Where "CanvasConfig" appears in a line of the entries below, that line should be copied.

START Records for processing

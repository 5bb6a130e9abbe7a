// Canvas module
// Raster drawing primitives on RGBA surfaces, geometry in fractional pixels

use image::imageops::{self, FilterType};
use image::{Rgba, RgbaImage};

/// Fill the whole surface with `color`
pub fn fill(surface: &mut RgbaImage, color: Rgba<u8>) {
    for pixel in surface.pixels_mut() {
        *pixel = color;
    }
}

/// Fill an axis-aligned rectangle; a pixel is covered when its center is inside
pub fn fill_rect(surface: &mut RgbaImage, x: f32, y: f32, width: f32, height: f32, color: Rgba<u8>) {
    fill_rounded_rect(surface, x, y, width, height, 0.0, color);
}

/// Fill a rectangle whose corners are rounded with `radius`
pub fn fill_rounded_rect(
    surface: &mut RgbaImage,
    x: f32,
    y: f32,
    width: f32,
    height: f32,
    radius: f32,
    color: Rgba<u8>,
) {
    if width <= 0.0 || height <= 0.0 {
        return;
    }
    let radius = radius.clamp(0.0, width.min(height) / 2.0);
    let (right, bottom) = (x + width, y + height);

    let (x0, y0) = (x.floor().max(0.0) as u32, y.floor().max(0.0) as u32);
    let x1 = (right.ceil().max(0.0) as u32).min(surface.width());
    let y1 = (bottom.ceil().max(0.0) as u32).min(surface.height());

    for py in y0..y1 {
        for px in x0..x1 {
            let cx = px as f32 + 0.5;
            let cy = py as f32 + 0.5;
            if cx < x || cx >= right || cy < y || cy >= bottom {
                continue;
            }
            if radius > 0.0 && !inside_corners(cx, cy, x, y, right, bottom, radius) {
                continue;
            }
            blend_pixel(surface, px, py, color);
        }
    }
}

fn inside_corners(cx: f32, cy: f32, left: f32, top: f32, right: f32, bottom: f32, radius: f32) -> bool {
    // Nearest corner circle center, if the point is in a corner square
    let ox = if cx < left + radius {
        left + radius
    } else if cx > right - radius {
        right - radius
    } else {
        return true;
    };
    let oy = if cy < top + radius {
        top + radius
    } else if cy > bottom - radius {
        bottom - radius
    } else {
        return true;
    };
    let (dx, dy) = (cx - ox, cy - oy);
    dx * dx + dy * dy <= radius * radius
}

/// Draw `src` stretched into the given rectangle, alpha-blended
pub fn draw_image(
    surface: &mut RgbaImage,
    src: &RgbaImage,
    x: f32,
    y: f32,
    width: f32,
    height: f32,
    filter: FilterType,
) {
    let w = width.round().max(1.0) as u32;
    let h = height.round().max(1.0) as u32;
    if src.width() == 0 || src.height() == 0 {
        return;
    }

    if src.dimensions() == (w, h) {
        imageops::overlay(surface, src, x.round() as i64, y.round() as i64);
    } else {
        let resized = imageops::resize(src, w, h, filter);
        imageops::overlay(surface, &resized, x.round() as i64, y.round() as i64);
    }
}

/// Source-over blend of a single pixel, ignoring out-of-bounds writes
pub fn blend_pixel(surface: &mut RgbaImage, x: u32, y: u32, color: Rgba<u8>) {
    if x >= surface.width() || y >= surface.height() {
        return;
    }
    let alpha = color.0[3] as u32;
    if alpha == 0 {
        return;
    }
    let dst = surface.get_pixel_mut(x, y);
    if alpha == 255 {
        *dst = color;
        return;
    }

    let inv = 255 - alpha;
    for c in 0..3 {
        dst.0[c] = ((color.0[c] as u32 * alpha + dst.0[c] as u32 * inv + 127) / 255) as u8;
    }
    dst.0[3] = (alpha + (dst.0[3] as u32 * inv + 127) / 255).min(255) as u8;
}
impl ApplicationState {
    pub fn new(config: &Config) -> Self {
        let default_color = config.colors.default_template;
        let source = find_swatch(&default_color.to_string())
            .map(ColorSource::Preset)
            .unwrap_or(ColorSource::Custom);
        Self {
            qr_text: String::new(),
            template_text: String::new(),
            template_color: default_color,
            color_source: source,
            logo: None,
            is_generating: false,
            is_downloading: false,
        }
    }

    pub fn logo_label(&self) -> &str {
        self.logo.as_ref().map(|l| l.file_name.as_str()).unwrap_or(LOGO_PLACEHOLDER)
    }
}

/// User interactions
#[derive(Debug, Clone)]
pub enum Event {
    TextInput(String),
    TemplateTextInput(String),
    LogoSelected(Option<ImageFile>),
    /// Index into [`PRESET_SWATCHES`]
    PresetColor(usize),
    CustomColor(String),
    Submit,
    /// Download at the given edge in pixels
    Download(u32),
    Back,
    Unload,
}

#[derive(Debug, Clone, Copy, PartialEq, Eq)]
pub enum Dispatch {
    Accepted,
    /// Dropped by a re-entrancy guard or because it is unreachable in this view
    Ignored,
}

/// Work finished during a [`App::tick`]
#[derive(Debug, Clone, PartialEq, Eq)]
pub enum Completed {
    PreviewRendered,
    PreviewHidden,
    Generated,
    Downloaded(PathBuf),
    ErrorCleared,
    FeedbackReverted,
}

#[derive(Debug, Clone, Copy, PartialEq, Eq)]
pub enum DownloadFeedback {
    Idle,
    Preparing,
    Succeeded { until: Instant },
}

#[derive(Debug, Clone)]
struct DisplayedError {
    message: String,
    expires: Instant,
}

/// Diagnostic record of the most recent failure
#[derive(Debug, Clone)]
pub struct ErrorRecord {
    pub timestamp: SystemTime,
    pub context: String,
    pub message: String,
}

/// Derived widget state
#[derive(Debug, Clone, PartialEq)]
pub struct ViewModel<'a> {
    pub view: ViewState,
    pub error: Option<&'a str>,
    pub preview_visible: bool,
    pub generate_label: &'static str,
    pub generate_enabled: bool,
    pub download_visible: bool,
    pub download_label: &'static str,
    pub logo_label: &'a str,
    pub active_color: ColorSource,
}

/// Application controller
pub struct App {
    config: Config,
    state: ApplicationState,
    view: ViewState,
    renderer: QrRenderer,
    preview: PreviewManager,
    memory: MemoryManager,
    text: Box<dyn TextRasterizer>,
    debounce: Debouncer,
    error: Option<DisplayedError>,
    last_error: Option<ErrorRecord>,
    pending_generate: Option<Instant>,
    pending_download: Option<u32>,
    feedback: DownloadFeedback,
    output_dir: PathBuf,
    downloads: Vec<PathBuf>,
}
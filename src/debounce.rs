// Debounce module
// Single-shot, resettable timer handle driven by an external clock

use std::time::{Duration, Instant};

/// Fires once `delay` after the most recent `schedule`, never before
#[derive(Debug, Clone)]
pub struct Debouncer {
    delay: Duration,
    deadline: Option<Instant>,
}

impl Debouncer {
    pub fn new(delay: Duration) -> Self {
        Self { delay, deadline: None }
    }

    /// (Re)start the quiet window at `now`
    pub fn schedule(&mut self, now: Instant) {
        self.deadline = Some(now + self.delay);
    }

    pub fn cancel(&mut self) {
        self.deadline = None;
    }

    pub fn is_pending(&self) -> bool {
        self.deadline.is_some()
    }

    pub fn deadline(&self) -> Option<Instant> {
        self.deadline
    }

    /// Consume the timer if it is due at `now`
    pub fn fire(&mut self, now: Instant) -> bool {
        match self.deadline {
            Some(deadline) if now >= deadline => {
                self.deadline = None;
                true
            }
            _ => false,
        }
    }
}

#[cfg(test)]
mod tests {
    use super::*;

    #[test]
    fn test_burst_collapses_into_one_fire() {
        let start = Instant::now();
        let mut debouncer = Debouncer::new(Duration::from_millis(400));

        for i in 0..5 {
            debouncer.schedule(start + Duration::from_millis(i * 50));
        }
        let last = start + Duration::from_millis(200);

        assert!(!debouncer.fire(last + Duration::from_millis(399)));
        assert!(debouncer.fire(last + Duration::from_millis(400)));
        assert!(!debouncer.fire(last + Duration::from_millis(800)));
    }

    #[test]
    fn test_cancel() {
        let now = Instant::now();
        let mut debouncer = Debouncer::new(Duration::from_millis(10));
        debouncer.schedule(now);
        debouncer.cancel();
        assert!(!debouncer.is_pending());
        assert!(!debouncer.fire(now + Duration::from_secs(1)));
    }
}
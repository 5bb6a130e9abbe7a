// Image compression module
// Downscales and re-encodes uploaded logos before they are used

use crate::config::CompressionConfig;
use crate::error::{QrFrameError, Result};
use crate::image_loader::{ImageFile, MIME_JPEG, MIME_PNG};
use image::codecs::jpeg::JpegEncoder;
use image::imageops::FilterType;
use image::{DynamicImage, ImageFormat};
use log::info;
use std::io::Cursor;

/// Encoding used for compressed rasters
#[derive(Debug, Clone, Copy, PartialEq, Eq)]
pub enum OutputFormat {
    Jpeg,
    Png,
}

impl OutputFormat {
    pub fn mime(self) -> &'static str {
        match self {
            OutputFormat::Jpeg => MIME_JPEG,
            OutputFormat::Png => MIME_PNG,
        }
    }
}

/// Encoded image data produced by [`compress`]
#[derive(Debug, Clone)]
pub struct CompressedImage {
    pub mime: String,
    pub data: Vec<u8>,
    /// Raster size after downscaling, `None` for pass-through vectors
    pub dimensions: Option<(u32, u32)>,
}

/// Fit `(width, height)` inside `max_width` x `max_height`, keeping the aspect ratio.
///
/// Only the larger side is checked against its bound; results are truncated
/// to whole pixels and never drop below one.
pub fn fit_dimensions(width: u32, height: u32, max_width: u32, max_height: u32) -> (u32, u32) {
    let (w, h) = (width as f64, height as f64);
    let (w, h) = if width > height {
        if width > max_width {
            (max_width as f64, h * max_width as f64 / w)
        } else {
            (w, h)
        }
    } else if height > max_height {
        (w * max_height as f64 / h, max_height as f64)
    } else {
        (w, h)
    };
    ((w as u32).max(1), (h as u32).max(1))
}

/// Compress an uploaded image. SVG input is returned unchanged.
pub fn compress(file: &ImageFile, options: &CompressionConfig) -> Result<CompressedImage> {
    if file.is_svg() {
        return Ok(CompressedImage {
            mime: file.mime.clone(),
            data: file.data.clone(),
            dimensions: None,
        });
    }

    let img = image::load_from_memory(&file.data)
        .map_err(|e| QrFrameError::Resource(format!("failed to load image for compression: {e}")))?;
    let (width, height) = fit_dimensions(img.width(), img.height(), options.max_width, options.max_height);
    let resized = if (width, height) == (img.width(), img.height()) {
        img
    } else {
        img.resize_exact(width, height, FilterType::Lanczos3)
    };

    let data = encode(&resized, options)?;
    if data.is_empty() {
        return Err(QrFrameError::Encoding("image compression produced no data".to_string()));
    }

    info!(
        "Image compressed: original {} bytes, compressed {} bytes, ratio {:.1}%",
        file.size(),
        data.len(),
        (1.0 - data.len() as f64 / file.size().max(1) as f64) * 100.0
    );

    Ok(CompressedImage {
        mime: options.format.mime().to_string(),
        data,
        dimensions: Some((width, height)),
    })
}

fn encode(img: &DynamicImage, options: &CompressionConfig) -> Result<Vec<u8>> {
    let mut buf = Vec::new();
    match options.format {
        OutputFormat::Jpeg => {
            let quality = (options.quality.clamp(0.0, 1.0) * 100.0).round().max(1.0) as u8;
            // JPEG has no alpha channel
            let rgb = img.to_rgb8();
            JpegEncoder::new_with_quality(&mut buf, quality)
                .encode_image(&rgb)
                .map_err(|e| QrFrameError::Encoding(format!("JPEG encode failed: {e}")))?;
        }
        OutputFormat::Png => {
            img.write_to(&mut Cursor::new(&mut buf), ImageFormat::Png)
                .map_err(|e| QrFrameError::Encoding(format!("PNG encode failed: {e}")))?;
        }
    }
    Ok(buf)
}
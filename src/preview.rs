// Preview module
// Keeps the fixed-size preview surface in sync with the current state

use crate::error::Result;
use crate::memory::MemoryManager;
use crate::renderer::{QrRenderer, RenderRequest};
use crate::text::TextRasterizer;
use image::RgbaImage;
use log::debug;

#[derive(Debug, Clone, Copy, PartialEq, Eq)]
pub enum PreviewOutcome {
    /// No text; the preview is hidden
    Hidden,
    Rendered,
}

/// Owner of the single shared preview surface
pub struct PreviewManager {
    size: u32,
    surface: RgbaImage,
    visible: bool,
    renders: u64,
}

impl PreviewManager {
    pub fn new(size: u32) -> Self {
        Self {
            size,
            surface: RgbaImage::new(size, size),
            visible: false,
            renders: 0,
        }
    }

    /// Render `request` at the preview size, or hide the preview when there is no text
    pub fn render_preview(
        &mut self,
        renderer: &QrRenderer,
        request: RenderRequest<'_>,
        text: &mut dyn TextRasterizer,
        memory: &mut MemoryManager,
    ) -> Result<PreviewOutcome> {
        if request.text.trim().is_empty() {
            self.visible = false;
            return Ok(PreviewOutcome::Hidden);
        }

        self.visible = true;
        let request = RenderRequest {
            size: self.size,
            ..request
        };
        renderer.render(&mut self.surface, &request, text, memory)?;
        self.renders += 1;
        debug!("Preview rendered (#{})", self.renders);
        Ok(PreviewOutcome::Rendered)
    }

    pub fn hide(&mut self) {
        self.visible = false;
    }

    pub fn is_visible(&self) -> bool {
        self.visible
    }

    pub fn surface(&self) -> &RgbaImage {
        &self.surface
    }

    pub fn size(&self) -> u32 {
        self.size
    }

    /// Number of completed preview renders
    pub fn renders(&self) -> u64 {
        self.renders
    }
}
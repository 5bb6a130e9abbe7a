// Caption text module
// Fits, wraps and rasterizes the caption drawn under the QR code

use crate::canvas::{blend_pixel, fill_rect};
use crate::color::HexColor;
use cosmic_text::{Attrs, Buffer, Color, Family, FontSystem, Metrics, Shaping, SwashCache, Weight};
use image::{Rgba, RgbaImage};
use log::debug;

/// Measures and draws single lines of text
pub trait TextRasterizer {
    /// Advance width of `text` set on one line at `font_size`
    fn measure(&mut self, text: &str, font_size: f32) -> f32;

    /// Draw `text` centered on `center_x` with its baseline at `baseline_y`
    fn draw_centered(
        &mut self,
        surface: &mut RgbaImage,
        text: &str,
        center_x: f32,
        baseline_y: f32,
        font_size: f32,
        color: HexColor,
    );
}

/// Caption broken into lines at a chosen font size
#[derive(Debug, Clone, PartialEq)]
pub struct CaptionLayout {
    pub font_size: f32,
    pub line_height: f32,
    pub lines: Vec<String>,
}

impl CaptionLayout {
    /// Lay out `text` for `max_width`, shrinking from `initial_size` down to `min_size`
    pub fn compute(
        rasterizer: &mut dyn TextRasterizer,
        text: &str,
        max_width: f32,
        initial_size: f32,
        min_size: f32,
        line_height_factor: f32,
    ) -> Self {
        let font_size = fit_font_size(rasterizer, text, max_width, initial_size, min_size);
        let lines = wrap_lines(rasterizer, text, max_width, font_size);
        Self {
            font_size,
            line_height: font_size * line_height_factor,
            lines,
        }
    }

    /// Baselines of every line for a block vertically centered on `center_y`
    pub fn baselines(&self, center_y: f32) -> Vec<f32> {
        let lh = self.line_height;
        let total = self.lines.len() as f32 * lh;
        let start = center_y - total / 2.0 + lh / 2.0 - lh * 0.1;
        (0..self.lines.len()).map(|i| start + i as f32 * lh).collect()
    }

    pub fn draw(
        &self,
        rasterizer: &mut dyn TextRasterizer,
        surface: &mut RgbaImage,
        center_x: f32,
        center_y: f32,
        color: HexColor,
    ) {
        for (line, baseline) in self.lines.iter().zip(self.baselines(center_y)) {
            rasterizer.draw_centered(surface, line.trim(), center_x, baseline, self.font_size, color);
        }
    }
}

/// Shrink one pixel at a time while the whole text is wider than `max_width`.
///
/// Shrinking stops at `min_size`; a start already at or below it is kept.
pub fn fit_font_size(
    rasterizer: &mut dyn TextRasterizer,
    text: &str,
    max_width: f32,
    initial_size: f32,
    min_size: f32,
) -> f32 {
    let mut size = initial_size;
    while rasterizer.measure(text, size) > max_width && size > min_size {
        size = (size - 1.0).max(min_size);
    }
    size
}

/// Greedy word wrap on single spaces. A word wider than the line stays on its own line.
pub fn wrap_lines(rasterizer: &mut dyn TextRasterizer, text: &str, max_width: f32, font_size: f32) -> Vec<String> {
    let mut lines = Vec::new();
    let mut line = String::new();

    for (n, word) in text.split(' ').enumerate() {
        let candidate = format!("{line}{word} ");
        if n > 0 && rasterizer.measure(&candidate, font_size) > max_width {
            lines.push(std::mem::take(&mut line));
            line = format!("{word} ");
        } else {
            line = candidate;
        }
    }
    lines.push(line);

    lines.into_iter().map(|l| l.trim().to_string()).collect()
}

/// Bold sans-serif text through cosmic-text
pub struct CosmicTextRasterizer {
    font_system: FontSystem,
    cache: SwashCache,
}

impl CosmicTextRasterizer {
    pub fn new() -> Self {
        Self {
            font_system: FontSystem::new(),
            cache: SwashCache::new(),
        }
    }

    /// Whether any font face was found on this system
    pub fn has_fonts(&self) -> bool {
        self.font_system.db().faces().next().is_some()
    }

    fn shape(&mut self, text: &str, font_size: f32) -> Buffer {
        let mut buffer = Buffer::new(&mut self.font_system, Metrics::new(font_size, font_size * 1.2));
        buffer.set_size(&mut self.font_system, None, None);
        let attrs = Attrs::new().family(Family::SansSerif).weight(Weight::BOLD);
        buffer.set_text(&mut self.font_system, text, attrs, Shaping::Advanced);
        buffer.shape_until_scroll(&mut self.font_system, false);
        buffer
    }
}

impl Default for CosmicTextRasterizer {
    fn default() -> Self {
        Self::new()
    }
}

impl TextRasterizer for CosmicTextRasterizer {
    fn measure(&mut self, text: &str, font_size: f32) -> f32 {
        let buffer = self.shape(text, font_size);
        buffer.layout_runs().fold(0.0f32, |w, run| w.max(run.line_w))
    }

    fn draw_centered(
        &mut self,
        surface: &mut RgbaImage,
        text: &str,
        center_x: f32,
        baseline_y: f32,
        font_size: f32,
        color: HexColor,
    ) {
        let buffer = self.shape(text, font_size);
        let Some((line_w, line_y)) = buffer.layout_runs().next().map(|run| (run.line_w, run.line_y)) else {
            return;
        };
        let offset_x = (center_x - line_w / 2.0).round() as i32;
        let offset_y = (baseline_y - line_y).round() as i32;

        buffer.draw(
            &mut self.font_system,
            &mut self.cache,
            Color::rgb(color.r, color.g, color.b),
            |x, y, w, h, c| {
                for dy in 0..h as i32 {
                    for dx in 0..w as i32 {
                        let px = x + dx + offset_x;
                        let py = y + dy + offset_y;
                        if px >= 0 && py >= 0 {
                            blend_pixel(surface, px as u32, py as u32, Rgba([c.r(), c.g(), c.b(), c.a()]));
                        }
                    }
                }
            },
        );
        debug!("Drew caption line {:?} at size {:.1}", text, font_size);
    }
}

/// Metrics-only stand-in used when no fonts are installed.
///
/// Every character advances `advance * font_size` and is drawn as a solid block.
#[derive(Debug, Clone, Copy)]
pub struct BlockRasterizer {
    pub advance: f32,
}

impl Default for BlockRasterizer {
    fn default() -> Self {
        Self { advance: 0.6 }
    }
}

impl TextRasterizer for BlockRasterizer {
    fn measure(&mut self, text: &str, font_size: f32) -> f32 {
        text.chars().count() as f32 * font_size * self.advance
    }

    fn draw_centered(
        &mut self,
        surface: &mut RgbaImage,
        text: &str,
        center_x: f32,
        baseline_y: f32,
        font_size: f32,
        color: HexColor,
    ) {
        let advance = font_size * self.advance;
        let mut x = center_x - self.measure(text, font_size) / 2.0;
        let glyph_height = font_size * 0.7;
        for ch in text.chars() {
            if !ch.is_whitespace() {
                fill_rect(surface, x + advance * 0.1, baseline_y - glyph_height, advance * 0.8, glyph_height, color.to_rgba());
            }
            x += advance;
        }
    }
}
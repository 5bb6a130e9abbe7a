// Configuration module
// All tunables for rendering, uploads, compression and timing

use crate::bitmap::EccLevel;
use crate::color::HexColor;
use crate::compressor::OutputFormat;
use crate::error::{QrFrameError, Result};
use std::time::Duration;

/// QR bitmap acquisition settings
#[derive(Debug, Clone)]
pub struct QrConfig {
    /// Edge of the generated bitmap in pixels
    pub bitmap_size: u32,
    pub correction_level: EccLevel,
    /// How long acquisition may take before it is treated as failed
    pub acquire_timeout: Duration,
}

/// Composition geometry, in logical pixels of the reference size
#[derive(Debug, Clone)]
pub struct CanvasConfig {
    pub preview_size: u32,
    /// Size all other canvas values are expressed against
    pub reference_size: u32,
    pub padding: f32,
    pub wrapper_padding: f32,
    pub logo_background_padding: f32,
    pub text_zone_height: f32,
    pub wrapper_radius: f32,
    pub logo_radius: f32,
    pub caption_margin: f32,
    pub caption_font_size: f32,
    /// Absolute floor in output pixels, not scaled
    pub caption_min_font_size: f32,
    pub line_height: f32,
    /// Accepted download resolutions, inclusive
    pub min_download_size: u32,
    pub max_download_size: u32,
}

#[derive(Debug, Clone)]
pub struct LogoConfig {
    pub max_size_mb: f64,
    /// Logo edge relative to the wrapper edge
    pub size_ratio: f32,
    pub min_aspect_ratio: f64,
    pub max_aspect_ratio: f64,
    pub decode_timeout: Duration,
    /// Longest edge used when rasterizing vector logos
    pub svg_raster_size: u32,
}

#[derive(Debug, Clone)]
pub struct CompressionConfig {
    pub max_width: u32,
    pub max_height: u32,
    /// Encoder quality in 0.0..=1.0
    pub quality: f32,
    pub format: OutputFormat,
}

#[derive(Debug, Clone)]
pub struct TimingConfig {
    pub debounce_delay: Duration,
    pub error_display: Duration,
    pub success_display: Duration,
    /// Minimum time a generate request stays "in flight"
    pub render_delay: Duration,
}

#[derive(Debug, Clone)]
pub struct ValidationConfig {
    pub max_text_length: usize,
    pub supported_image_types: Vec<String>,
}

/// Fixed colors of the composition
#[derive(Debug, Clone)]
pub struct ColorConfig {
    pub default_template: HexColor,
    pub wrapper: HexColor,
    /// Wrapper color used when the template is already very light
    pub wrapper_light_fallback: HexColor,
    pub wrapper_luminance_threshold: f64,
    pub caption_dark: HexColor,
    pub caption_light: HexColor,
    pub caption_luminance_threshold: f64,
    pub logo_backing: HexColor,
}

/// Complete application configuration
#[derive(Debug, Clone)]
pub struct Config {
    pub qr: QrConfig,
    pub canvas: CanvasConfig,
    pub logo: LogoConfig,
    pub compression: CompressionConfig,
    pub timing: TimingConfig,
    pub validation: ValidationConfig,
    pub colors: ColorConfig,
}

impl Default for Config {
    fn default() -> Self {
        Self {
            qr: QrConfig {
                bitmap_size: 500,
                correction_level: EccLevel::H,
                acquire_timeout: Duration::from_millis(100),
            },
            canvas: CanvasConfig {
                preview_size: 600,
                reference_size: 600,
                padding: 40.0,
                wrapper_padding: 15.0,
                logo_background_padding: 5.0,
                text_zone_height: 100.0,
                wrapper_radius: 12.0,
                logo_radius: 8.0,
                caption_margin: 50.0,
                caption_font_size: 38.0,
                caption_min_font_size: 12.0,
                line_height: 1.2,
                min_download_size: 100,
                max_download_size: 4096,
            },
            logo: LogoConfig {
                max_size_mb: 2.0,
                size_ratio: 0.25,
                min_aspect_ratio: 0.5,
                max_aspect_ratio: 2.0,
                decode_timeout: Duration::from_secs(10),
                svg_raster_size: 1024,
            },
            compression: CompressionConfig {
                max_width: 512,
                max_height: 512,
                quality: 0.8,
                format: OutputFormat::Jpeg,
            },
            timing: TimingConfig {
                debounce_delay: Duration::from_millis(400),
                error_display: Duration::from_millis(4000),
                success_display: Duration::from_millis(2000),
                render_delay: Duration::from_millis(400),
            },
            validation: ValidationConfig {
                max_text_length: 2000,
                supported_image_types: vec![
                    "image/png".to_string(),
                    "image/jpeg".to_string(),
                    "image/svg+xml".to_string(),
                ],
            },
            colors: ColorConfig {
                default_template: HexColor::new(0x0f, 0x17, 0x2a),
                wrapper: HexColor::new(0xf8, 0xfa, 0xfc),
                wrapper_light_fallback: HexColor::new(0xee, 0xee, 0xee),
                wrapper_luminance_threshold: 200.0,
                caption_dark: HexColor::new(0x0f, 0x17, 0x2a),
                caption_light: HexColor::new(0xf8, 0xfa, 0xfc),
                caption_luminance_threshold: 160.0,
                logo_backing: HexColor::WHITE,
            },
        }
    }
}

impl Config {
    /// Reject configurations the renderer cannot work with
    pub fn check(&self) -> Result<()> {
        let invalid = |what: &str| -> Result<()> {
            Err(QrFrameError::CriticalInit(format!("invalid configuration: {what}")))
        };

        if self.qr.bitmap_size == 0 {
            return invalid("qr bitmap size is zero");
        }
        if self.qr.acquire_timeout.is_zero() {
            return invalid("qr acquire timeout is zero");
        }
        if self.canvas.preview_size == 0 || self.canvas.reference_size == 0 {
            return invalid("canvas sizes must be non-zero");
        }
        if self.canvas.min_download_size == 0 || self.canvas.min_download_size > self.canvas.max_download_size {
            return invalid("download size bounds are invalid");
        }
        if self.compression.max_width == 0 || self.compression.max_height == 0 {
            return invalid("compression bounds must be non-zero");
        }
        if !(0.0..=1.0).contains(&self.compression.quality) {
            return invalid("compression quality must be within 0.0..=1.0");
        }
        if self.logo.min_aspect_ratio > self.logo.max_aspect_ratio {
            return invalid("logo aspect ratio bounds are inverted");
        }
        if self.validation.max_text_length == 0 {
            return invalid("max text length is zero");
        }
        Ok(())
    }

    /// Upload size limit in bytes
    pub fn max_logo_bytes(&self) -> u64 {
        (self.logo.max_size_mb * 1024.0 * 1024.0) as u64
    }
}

END Records for processing

| Exercise response |
pub struct CanvasConfig {
    pub canvas: CanvasConfig,
            canvas: CanvasConfig {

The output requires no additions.